┌─ Information supplied

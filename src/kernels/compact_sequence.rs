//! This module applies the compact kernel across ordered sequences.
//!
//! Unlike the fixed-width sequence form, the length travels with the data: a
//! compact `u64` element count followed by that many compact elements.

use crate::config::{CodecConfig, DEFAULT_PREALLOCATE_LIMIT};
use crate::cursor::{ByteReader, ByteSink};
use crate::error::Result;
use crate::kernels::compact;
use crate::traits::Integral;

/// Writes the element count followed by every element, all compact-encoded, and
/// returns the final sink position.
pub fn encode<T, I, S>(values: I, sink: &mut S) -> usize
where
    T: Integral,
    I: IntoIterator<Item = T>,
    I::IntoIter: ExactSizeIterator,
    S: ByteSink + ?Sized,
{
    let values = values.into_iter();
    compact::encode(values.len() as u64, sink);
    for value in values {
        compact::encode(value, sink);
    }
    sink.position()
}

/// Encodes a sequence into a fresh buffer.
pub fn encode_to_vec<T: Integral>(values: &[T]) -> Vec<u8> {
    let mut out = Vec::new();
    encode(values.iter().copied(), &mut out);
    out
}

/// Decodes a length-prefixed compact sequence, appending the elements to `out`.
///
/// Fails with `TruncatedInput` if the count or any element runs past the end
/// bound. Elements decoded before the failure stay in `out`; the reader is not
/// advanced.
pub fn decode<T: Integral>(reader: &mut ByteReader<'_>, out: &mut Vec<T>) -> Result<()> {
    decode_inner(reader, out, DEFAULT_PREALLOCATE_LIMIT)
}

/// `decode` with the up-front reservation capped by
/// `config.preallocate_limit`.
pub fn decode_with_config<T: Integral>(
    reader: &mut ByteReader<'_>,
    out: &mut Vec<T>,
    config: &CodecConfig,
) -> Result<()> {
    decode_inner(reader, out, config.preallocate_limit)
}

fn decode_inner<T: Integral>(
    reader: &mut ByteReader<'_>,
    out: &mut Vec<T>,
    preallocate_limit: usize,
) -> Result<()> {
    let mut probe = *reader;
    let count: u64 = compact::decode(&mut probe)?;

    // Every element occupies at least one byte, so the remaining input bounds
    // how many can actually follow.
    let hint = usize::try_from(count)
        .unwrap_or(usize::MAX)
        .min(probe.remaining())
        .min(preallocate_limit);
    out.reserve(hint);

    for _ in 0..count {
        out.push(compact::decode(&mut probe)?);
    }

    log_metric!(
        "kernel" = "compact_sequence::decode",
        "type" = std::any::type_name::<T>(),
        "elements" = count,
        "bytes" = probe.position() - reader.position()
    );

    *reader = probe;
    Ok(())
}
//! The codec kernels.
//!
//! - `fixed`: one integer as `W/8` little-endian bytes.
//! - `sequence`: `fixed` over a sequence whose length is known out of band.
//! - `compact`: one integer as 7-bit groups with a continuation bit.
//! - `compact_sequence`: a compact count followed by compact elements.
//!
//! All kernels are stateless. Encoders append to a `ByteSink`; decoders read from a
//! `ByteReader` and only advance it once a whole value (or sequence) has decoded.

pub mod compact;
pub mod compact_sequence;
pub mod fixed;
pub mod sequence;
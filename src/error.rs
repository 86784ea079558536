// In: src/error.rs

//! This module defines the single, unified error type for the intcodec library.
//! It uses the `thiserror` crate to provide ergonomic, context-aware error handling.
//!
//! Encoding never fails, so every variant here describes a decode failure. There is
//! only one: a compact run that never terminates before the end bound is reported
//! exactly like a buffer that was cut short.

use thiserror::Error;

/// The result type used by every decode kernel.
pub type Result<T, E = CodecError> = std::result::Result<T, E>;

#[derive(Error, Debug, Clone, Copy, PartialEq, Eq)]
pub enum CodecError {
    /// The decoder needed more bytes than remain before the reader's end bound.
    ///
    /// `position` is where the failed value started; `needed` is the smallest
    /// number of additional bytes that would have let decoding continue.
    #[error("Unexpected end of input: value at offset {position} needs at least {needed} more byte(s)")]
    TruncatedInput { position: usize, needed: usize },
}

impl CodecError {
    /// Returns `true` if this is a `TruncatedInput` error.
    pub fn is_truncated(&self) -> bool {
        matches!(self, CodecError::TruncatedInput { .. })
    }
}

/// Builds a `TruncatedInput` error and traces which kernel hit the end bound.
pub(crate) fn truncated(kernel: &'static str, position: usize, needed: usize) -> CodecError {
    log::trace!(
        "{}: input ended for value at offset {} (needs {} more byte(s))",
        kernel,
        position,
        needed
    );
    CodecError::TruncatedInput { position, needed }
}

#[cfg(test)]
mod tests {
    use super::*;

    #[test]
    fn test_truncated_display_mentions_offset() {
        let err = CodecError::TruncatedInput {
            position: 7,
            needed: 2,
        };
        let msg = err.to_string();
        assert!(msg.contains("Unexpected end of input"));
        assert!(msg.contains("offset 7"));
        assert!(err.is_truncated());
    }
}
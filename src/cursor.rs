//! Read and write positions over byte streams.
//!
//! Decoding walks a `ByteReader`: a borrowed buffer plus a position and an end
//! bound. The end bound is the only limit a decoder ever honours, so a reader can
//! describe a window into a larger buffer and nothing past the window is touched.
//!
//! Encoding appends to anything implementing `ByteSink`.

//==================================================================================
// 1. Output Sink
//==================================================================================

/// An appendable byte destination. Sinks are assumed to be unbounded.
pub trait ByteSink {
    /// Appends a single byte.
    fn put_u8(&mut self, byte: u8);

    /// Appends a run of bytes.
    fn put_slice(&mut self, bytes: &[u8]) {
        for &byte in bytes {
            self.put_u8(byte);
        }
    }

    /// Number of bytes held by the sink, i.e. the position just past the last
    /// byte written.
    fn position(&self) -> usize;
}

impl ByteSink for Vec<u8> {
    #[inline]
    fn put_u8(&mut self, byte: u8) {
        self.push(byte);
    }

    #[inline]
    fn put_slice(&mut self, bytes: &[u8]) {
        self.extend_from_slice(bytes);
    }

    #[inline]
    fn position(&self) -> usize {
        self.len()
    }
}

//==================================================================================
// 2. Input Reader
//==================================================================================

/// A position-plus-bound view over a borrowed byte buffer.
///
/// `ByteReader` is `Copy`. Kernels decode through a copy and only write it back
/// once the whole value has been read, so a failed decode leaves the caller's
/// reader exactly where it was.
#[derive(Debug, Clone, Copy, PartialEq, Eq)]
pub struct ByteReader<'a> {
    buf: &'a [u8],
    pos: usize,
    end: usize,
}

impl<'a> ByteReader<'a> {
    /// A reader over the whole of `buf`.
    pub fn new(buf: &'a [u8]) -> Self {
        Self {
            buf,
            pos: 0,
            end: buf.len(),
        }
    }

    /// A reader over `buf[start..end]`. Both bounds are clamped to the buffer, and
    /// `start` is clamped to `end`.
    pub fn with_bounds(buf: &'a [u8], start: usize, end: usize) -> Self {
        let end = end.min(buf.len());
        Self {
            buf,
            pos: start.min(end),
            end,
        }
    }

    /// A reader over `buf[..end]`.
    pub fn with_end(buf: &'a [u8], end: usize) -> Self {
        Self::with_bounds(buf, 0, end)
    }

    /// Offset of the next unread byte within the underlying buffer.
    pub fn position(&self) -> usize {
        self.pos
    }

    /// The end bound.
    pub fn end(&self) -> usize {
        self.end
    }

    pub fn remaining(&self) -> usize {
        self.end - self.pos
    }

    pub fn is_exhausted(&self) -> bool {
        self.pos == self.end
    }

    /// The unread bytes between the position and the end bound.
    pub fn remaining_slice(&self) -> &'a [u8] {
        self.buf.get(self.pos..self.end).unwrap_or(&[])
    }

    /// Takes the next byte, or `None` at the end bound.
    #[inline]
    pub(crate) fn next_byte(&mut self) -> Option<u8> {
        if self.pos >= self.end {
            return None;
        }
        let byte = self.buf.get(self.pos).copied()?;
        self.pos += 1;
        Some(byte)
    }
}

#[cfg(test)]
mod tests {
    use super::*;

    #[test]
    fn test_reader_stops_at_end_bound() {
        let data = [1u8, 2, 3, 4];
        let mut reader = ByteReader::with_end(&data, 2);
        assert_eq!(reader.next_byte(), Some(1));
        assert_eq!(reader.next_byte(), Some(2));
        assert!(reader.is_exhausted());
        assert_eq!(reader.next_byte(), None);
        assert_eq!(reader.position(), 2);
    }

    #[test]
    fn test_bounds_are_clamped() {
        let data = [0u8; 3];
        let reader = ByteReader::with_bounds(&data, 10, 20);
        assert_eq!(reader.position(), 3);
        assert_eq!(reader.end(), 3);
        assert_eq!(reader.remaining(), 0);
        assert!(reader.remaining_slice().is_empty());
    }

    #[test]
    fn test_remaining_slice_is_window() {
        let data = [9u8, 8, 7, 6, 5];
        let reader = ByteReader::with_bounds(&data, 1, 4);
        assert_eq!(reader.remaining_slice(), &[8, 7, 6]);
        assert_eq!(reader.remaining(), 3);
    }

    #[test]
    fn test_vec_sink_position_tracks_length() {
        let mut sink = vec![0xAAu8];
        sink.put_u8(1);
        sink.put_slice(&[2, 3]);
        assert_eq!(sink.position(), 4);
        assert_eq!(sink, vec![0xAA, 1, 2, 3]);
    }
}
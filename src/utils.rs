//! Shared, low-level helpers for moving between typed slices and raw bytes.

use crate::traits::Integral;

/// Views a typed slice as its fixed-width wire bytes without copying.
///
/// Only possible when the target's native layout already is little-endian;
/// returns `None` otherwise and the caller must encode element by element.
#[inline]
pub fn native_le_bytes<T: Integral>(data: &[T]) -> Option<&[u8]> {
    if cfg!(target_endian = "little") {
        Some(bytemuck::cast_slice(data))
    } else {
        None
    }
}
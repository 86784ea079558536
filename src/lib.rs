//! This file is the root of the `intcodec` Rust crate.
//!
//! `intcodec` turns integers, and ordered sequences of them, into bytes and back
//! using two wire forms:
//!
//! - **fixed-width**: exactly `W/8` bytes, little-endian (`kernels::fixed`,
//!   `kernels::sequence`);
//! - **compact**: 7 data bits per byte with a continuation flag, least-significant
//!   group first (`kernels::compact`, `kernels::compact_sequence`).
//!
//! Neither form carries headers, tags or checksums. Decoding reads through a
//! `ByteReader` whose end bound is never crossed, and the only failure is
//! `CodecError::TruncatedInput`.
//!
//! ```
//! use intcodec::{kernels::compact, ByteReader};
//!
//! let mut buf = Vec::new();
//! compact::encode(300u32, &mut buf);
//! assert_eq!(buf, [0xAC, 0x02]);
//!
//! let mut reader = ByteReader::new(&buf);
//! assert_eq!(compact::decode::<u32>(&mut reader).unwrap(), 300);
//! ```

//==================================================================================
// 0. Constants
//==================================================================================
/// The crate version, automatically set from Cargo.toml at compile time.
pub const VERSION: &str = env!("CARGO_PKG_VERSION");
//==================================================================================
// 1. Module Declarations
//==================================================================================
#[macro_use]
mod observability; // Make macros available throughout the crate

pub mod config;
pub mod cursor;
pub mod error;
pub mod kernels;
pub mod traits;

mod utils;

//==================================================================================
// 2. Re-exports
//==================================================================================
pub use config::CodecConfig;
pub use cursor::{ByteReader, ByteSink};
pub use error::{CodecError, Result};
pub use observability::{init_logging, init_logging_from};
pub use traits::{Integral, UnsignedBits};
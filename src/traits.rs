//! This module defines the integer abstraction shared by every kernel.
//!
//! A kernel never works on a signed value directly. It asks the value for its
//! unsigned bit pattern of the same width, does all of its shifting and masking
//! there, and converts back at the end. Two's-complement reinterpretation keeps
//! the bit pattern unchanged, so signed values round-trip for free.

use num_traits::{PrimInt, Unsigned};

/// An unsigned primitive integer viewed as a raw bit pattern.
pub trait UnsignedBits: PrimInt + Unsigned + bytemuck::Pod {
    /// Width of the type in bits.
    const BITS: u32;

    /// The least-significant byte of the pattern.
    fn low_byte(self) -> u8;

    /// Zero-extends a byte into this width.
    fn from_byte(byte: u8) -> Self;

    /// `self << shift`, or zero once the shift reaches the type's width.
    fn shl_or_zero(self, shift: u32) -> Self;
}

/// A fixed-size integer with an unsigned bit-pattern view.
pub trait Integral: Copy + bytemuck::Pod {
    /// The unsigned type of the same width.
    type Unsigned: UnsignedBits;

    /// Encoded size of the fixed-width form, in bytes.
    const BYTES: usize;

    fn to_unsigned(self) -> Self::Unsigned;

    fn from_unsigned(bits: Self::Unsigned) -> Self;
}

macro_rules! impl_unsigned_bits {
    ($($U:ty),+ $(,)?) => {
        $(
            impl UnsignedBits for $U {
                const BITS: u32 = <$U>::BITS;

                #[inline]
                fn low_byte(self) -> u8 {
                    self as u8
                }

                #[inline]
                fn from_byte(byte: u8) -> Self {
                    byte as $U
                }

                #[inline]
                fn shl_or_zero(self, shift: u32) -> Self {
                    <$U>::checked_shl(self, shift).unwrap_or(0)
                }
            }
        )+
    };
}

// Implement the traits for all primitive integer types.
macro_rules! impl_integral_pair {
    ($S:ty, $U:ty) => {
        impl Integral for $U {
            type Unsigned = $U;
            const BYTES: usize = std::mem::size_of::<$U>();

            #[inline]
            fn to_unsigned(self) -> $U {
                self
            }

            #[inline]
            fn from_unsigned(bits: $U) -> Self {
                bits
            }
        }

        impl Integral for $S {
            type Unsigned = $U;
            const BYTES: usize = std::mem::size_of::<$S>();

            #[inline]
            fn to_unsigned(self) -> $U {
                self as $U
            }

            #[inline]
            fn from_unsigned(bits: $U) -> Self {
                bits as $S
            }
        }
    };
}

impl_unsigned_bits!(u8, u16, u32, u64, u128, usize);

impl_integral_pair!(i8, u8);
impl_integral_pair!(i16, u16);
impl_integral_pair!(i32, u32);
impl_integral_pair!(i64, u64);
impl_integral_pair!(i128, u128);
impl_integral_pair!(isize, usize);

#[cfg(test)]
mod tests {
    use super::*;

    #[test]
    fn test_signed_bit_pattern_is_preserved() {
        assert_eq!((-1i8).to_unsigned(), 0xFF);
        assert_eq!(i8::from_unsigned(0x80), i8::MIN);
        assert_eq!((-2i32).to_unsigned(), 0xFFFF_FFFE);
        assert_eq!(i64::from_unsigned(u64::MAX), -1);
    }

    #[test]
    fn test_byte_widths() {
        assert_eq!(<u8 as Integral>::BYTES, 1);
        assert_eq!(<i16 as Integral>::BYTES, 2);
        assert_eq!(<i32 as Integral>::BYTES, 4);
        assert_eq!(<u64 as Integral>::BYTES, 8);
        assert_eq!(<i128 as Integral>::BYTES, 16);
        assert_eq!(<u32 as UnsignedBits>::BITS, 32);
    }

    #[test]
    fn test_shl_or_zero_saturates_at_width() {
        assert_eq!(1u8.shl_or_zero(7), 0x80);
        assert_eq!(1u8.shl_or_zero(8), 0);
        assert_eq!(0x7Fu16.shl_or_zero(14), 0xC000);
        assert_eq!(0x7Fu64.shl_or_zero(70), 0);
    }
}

└─

Task to complete:
The number alone, please: how many lines in the data contain the string "failure"?

Solution for this problem:
3